Atria Books, 2011
Letter Grade: A+
I posted this review a while back to my Facebook, Goodreads, and Amazon, but with the movie out and ripe for its own reviewing, I thought I'd add it here for convenience too.
The basics: Our zombified hero, known as “R” because that’s all he can remember of his name, is going about his post-apocalyptic business, killing what people are left and eating their brains to experience the brief, concentrated flashes of life inside, until he sets eyes on the still-living Julie, while he’s in the middle of eating the brain of her newly dead boyfriend, Perry. Overwhelmed by Perry’s memories of Julie, R decides to keep her alive. The more time he spends with her, the more life seems to return to R’s body and mind. Together, they start to wonder if there might be a way to deal with the whole living/dead situation other than bullets, barricades, and teeth.
The downside: For the sake of finding one, I might as well list the reason that almost kept me from reading the book. Sentient zombies. When it comes to zombies, I’m usually very much of the “dead is dead” school of thought. I’ve been known to roll my eyes quite dramatically at the idea of applying the romantic style of undeadness to a creature that, in my mind, should be a pure action-fodder monster, and I’m still not wild about the romantic version establishing a precedent. It was the movie trailer for this one that won me over in spite of myself with its cute, dark humor, so I picked up the book (as I like to do when an intriguing movie adaptation of something is on the way, before it can arrive and make spoilers unavoidable), not expecting much more than a few crude laughs and maybe an “aw” moment or two. I was not expecting…
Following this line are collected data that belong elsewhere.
//! The JFLAP-compatible `.jff` XML dialect. The structure is
//! `<structure type="fa"><automaton>` containing `<state id="0" name="q0">` elements
//! (with `<x>`, `<y>` layout children and `<initial/>`/`<final/>` markers) and
//! `<transition>` elements whose `<from>`/`<to>` children reference state ids, not names.
//! An ε-transition is written with an empty `<read/>`.
//!
//! The dialect is simple enough that this module scans the XML with its own small tag
//! scanner; only the five standard entities are escaped and unescaped.

use itertools::Itertools;
use std::fmt::Write;
use tracing::{trace, warn};

use crate::automaton::{Automaton, Mode, EPSILON};
use crate::error::AutomatonError;
use crate::math::{Bijection, OrderedSet, Set};

/// Serializes the automaton as a JFLAP `.jff` document. State ids are assigned by the
/// iteration order of the state set and layout coordinates follow a fixed grid; neither
/// is part of the format contract, they only have to be deterministic.
pub fn encode(aut: &Automaton) -> String {
    let ids: Bijection<String, usize> = aut
        .states()
        .iter()
        .enumerate()
        .map(|(i, q)| (q.clone(), i))
        .collect();

    let mut out = String::new();
    out.push_str("<?xml version=\"1.0\" encoding=\"UTF-8\"?>\n");
    out.push_str("<structure type=\"fa\">\n  <automaton>\n");

    for (i, state) in aut.states().iter().enumerate() {
        let _ = write!(
            out,
            "    <state id=\"{i}\" name=\"{}\">\n      <x>{}</x>\n      <y>{}</y>\n",
            escape(state),
            (i % 5) * 100 + 50,
            (i / 5) * 100 + 50,
        );
        if aut.initial() == Some(state.as_str()) {
            out.push_str("      <initial/>\n");
        }
        if aut.is_accepting(state) {
            out.push_str("      <final/>\n");
        }
        out.push_str("    </state>\n");
    }

    for (from, symbol, dest) in aut.transitions() {
        for to in dest.states() {
            let (Some(from_id), Some(to_id)) = (ids.get_by_left(from), ids.get_by_left(&to))
            else {
                // endpoints are always members of the state set
                continue;
            };
            let read = if symbol == EPSILON {
                "<read/>".to_string()
            } else {
                format!("<read>{}</read>", escape(symbol))
            };
            let _ = write!(
                out,
                "    <transition>\n      <from>{from_id}</from>\n      <to>{to_id}</to>\n      {read}\n    </transition>\n",
            );
        }
    }

    out.push_str("  </automaton>\n</structure>\n");
    trace!("encoded automaton into a {} byte jff document", out.len());
    out
}

/// Parses an automaton from a JFLAP `.jff` document. State names are taken from the
/// `name` attribute, falling back to the `id`. The alphabet is collected from all
/// non-empty `<read>` texts. The automaton is an NFA iff some (from, symbol) pair is
/// defined by more than one `<transition>` element or some transition reads ε.
pub fn decode(input: &str) -> Result<Automaton, AutomatonError> {
    let root = parse_document(input)?;
    if root.name != "structure" {
        return Err(AutomatonError::Parse(format!(
            "expected <structure> root, got <{}>",
            root.name
        )));
    }
    let automaton = root
        .find_child("automaton")
        .ok_or_else(|| AutomatonError::Parse("missing <automaton> element".to_string()))?;

    let mut ids: Bijection<String, String> = Bijection::new();
    let mut states = OrderedSet::default();
    let mut initial = None;
    let mut accepting = Vec::new();

    for state in automaton.children.iter().filter(|c| c.name == "state") {
        let id = state
            .attr("id")
            .ok_or_else(|| AutomatonError::Parse("<state> without id".to_string()))?
            .to_string();
        let name = state.attr("name").unwrap_or(&id).to_string();
        if !states.insert(name.clone()) {
            warn!("duplicate state name {name}, keeping first occurrence");
        }
        if state.find_child("initial").is_some() {
            initial = Some(name.clone());
        }
        if state.find_child("final").is_some() {
            accepting.push(name.clone());
        }
        ids.insert(id, name);
    }

    let mut alphabet = OrderedSet::default();
    let mut triples = Vec::new();
    let mut seen: Set<(String, String)> = Set::default();
    let mut nondeterministic = false;

    for trans in automaton.children.iter().filter(|c| c.name == "transition") {
        let from_id = child_text(trans, "from")?;
        let to_id = child_text(trans, "to")?;
        let from = ids
            .get_by_left(&from_id)
            .ok_or_else(|| AutomatonError::Parse(format!("transition from unknown id `{from_id}`")))?
            .clone();
        let to = ids
            .get_by_left(&to_id)
            .ok_or_else(|| AutomatonError::Parse(format!("transition to unknown id `{to_id}`")))?
            .clone();
        let symbol = match trans.find_child("read").map(|r| r.text.trim()) {
            None | Some("") => EPSILON.to_string(),
            Some(text) => {
                let text = unescape(text);
                alphabet.insert(text.clone());
                text
            }
        };
        if symbol == EPSILON || !seen.insert((from.clone(), symbol.clone())) {
            nondeterministic = true;
        }
        triples.push((from, symbol, to));
    }

    let mut aut = Automaton::new(if nondeterministic { Mode::Nfa } else { Mode::Dfa });
    aut.set_alphabet(alphabet);
    aut.set_states(states);
    if let Some(initial) = initial {
        aut.set_initial(&initial)
            .map_err(|e| AutomatonError::Parse(e.to_string()))?;
    }
    for state in accepting {
        aut.toggle_accepting(&state, true)
            .map_err(|e| AutomatonError::Parse(e.to_string()))?;
    }
    for (from, symbol, to) in triples {
        aut.set_transition(&from, &symbol, &to)
            .map_err(|e| AutomatonError::Parse(e.to_string()))?;
    }
    Ok(aut)
}

fn child_text(element: &Element, name: &str) -> Result<String, AutomatonError> {
    element
        .find_child(name)
        .map(|c| unescape(c.text.trim()))
        .ok_or_else(|| AutomatonError::Parse(format!("<transition> without <{name}>")))
}

// ---- minimal XML subset scanner -------------------------------------------------------

#[derive(Debug, Default)]
struct Element {
    name: String,
    attrs: Vec<(String, String)>,
    children: Vec<Element>,
    text: String,
}

impl Element {
    fn attr(&self, name: &str) -> Option<&str> {
        self.attrs
            .iter()
            .find(|(k, _)| k == name)
            .map(|(_, v)| v.as_str())
    }

    fn find_child(&self, name: &str) -> Option<&Element> {
        self.children.iter().find(|c| c.name == name)
    }
}

/// Parses a document into its root element. Processing instructions, comments and
/// doctype declarations are skipped; mismatched or unterminated tags are parse errors.
fn parse_document(input: &str) -> Result<Element, AutomatonError> {
    let mut stack: Vec<Element> = Vec::new();
    let mut root = None;
    let mut rest = input;

    while let Some(lt) = rest.find('<') {
        if let Some(parent) = stack.last_mut() {
            parent.text.push_str(&rest[..lt]);
        }
        rest = &rest[lt..];

        if rest.starts_with("<?") {
            rest = skip_past(rest, "?>")?;
            continue;
        }
        if rest.starts_with("<!--") {
            rest = skip_past(rest, "-->")?;
            continue;
        }
        if rest.starts_with("<!") {
            rest = skip_past(rest, ">")?;
            continue;
        }

        let gt = rest
            .find('>')
            .ok_or_else(|| AutomatonError::Parse("unterminated tag".to_string()))?;
        let tag = &rest[1..gt];
        rest = &rest[gt + 1..];

        if let Some(name) = tag.strip_prefix('/') {
            let element = stack
                .pop()
                .ok_or_else(|| AutomatonError::Parse(format!("stray closing tag </{name}>")))?;
            if element.name != name.trim() {
                return Err(AutomatonError::Parse(format!(
                    "mismatched closing tag </{}> for <{}>",
                    name.trim(),
                    element.name
                )));
            }
            attach(&mut stack, &mut root, element)?;
        } else {
            let self_closing = tag.ends_with('/');
            let tag = tag.strip_suffix('/').unwrap_or(tag);
            let element = parse_tag(tag)?;
            if self_closing {
                attach(&mut stack, &mut root, element)?;
            } else {
                stack.push(element);
            }
        }
    }

    if let Some(open) = stack.last() {
        return Err(AutomatonError::Parse(format!(
            "unclosed element <{}>",
            open.name
        )));
    }
    root.ok_or_else(|| AutomatonError::Parse("document contains no element".to_string()))
}

fn attach(
    stack: &mut [Element],
    root: &mut Option<Element>,
    element: Element,
) -> Result<(), AutomatonError> {
    match stack.last_mut() {
        Some(parent) => parent.children.push(element),
        None if root.is_none() => *root = Some(element),
        None => {
            return Err(AutomatonError::Parse(
                "multiple root elements".to_string(),
            ))
        }
    }
    Ok(())
}

fn parse_tag(tag: &str) -> Result<Element, AutomatonError> {
    let tag = tag.trim();
    let name_end = tag
        .find(char::is_whitespace)
        .unwrap_or(tag.len());
    let (name, mut attrs_part) = tag.split_at(name_end);
    if name.is_empty() {
        return Err(AutomatonError::Parse("tag without a name".to_string()));
    }

    let mut element = Element {
        name: name.to_string(),
        ..Default::default()
    };
    loop {
        attrs_part = attrs_part.trim_start();
        if attrs_part.is_empty() {
            break;
        }
        let eq = attrs_part
            .find('=')
            .ok_or_else(|| AutomatonError::Parse(format!("malformed attribute in <{name}>")))?;
        let key = attrs_part[..eq].trim().to_string();
        let value_part = attrs_part[eq + 1..].trim_start();
        let quote = value_part
            .chars()
            .next()
            .filter(|c| *c == '"' || *c == '\'')
            .ok_or_else(|| AutomatonError::Parse(format!("unquoted attribute in <{name}>")))?;
        let close = value_part[1..]
            .find(quote)
            .ok_or_else(|| AutomatonError::Parse(format!("unterminated attribute in <{name}>")))?;
        element
            .attrs
            .push((key, unescape(&value_part[1..close + 1])));
        attrs_part = &value_part[close + 2..];
    }
    Ok(element)
}

fn skip_past<'a>(input: &'a str, marker: &str) -> Result<&'a str, AutomatonError> {
    input
        .find(marker)
        .map(|pos| &input[pos + marker.len()..])
        .ok_or_else(|| AutomatonError::Parse(format!("unterminated `{marker}` section")))
}

fn escape(text: &str) -> String {
    text.chars()
        .map(|c| match c {
            '&' => "&amp;".to_string(),
            '<' => "&lt;".to_string(),
            '>' => "&gt;".to_string(),
            '"' => "&quot;".to_string(),
            '\'' => "&apos;".to_string(),
            other => other.to_string(),
        })
        .join("")
}

fn unescape(text: &str) -> String {
    text.replace("&lt;", "<")
        .replace("&gt;", ">")
        .replace("&quot;", "\"")
        .replace("&apos;", "'")
        .replace("&amp;", "&")
}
The upside: … something breathtakingly beautiful. Sorry, Mr. Romero, Mr. Brooks, I still love you guys, but this is going to be a rave. Warm Bodies is not the light comedic parody it appears to be. Yes, it’s a romance involving a rotting, brain-eating corpse. Yes, it has a kiss restarting a heart and love changing the world and more than its fair share of dream sequences, but I dare you to read the text as it’s written and find anything ridiculous or trite or in any way eye roll-worthy about it. It does have its jokes here and there. One scene in which R (sans the “omeo”) follows Julie (sans the “t”) back to her fortress home and finds her on a balcony (slash sniper’s perch), absurdly soliloquizing out loud to herself about him before revealing the tape journal she’s talking to, had me laughing out loud, but for the most part the story is played absolutely straight, unflinching in both its horrific setting and its romantic idealism.
Through R’s progress from a nearly blank creature of habit and instinct to a fully formed and heroic human being, and through his relationships with Julie and with the remnants of Perry inside him, Warm Bodies delves deeply into what it means to be alive, to be human, to have a self, and it does this without ever winking behind its own back, without apologizing for daring to touch on questions so fundamentally important and, for that reason, so often attempted before. It’s the finesse of Marion’s prose itself that allows him to get away with something so grand and basic and naked. Every image, every metaphor, is vivid and apt and perfect. Everything he describes feels new. I’m not one to pretend I know how to draw that elusive line between the commercial and the literary, but I can say that Warm Bodies is one of the rare zombie books that makes me contemplate the question.